Businessman looking into crystal ball.

Image Source: Getty Images.

Expect ongoing damage control in 2018

As I mentioned, Wells Fargo had a 2017 that was full of scandals and their fallout. First, the fake-accounts scandal that was revealed in late 2016 turned out to affect 1.5 million more people than originally thought. The bank was also caught up in several other smaller, but still very significant, scandals. Perhaps the biggest example was the July 2017 revelation that over 800,000 of the bank's auto-loan customers were charged for insurance they didn't need.

The bank's management has been taking steps to rebuild the public's trust, but the scandals are having a real effect on the bank's bottom line. In the most recent (third-quarter) earnings report, Wells Fargo's revenue missed analysts' estimates, and fell during a quarter when its peers all grew revenue and beat expectations.

Additionally, Wells Fargo's streak of being the most profitable and efficient of the big four U.S. banks has come to an end. JPMorgan Chase handily beat Wells Fargo on both ROE (return on equity) and ROA (return on assets) during the third quarter, and even Bank of America's ROA came in ahead of Wells', which would have seemed like a crazy prediction had you made it just a few years ago.

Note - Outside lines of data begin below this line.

//! relnotes - release notes from Git hosting history
//!
//! A library for turning recent project history into release notes with:
//! - Provider detection and URL parsing for GitHub and GitLab
//! - One normalized schema for commits, merge requests and file changes
//! - Bounded, order-preserving enrichment of commits and merge requests
//! - Release note generation through Ollama, Anthropic, OpenAI or Gemini

pub mod ai;
pub mod config;
pub mod error;
pub mod fetch;
pub mod git;
pub mod model;
pub mod report;

pub use config::{Config, Overrides, ProviderSettings, Settings};
pub use error::{Error, Result};
pub use fetch::{fetch_commits, fetch_merge_requests, Analyzer, History};
pub use git::{detect_provider, parse_repo_url, SourceControlProvider};
pub use model::{ChangeStatus, Commit, FileChange, MergeRequest, Provider, RepoIdentifier};
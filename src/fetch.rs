//! Provider-agnostic commit and merge request fetching

use futures::stream::{self, StreamExt, TryStreamExt};
use serde::Serialize;

use crate::config::Settings;
use crate::error::{Error, Result};
use crate::git::{self, SourceControlProvider};
use crate::model::{Commit, MergeRequest, Provider, RepoIdentifier};

/// Fetch up to `max_count` commits on `branch`, each with files and diff.
///
/// At most `concurrency` commits are enriched at once; output keeps the
/// provider's order and the first failure aborts the whole fetch.
pub async fn fetch_commits(
    provider: &dyn SourceControlProvider,
    branch: &str,
    max_count: usize,
    concurrency: usize,
) -> Result<Vec<Commit>> {
    if max_count == 0 {
        return Ok(Vec::new());
    }

    let summaries = provider.list_commits(branch, max_count).await?;
    tracing::info!(provider = %provider.kind(), count = summaries.len(), "listed commits");

    stream::iter(summaries.into_iter().take(max_count))
        .map(|summary| async move {
            let detail = provider.commit_detail(&summary).await?;
            let diff = provider.commit_diff(&summary.sha).await?;
            Ok::<_, Error>(Commit {
                sha: summary.sha,
                message: detail.message,
                author: detail.author,
                date: detail.date,
                files: detail.files,
                diff,
            })
        })
        .buffered(concurrency.max(1))
        .try_collect()
        .await
}

/// Fetch up to `max_count` closed/merged change requests targeting `branch`
pub async fn fetch_merge_requests(
    provider: &dyn SourceControlProvider,
    branch: &str,
    max_count: usize,
    concurrency: usize,
) -> Result<Vec<MergeRequest>> {
    if max_count == 0 {
        return Ok(Vec::new());
    }

    let summaries = provider.list_change_requests(branch, max_count).await?;
    tracing::info!(provider = %provider.kind(), count = summaries.len(), "listed change requests");

    stream::iter(summaries.into_iter().take(max_count))
        .map(|summary| async move {
            let files = provider.change_request_files(summary.id).await?;
            let diff = provider.change_request_diff(summary.id).await?;
            Ok::<_, Error>(MergeRequest {
                id: summary.id,
                title: summary.title,
                author: summary.author,
                merged_at: summary.merged_at,
                files,
                diff,
            })
        })
        .buffered(concurrency.max(1))
        .try_collect()
        .await
}

/// Everything fetched for one run
#[derive(Debug, Clone, Serialize)]
pub struct History {
    pub provider: Provider,
    pub repository: RepoIdentifier,
    pub branch: String,
    pub commits: Vec<Commit>,
    pub merge_requests: Vec<MergeRequest>,
}

/// Binds one repository and branch to a provider client
pub struct Analyzer {
    provider: Box<dyn SourceControlProvider>,
    identifier: RepoIdentifier,
    branch: String,
    max_commits: usize,
    max_merge_requests: usize,
    concurrency: usize,
}

impl Analyzer {
    /// Detect the provider, parse the URL and connect
    pub fn new(settings: &Settings) -> Result<Self> {
        let kind = match settings.provider {
            Some(kind) => kind,
            None => git::detect_provider(&settings.repo_url)?,
        };
        let identifier = git::parse_repo_url(&settings.repo_url, kind)?;
        let provider = git::connect(&identifier, settings.provider_settings(kind))?;

        Ok(Self {
            provider,
            identifier,
            branch: settings.branch.clone(),
            max_commits: settings.max_commits,
            max_merge_requests: settings.max_merge_requests,
            concurrency: settings.concurrency,
        })
    }

    pub fn provider(&self) -> Provider {
        self.provider.kind()
    }

    pub fn identifier(&self) -> &RepoIdentifier {
        &self.identifier
    }

    pub fn branch(&self) -> &str {
        &self.branch
    }

    pub async fn fetch_commits(&self) -> Result<Vec<Commit>> {
        fetch_commits(
            self.provider.as_ref(),
            &self.branch,
            self.max_commits,
            self.concurrency,
        )
        .await
    }

    pub async fn fetch_merge_requests(&self) -> Result<Vec<MergeRequest>> {
        fetch_merge_requests(
            self.provider.as_ref(),
            &self.branch,
            self.max_merge_requests,
            self.concurrency,
        )
        .await
    }

    /// Commits first, then merge requests
    pub async fn fetch_history(&self) -> Result<History> {
        let commits = self.fetch_commits().await?;
        let merge_requests = self.fetch_merge_requests().await?;

        Ok(History {
            provider: self.provider(),
            repository: self.identifier.clone(),
            branch: self.branch.clone(),
            commits,
            merge_requests,
        })
    }
}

We'll see if the bank's fourth-quarter results are any better, but I expect the damage-control phase to continue well into 2018, if not longer.

Expect industrywide catalysts to help profits anyway

The scandals have created a serious problem when it comes to the public's perception of Wells Fargo, which has made it more difficult to do things like convince new customers to open accounts, or take out loans from the bank. However, 2018 is looking like a solid year for the banking industry, and even if the bank takes longer than expected to recover from its scandals, Wells Fargo's profits should get a boost.

For starters, interest rates are expected to continue to rise. The latest forecast calls for three more rate hikes in 2018, totaling 75 basis points (0.75%). Although it's not a perfect correlation, rising interest rates generally translate into better spreads (aka profit margins) for banks.

Additionally, tax reform could give Wells Fargo a major boost. Just to put some numbers behind this, consider that Wells Fargo's effective income tax rate for the third quarter was 32.4%, and the bank has paid nearly $9 billion in income taxes over the past four quarters. While this number includes some state income taxes, it's fair to say that the newly passed 21% federal corporate tax rate could save the bank a large sum of money. This is likely the main reason why the bank's stock shot up in the weeks before tax reform passed.

WFC Chart

WFC data by YCharts.

Is Wells Fargo's biggest advantage gone?

In 2018, I expect Wells Fargo's profits to rise, but mainly because of positive industry conditions, and not because its own business will do particularly well.

One question that remains to be answered is if Wells Fargo's unique competitive advantage -- its ability to cross-sell banking products to its existing customers -- died with the abuse and subsequent loss of its employee-incentive structure. If so, Wells Fargo may need to figure out another way to differentiate itself from the rest of the big U.S. banks if it wants to get back to the profitable and efficient bank that it's been for years.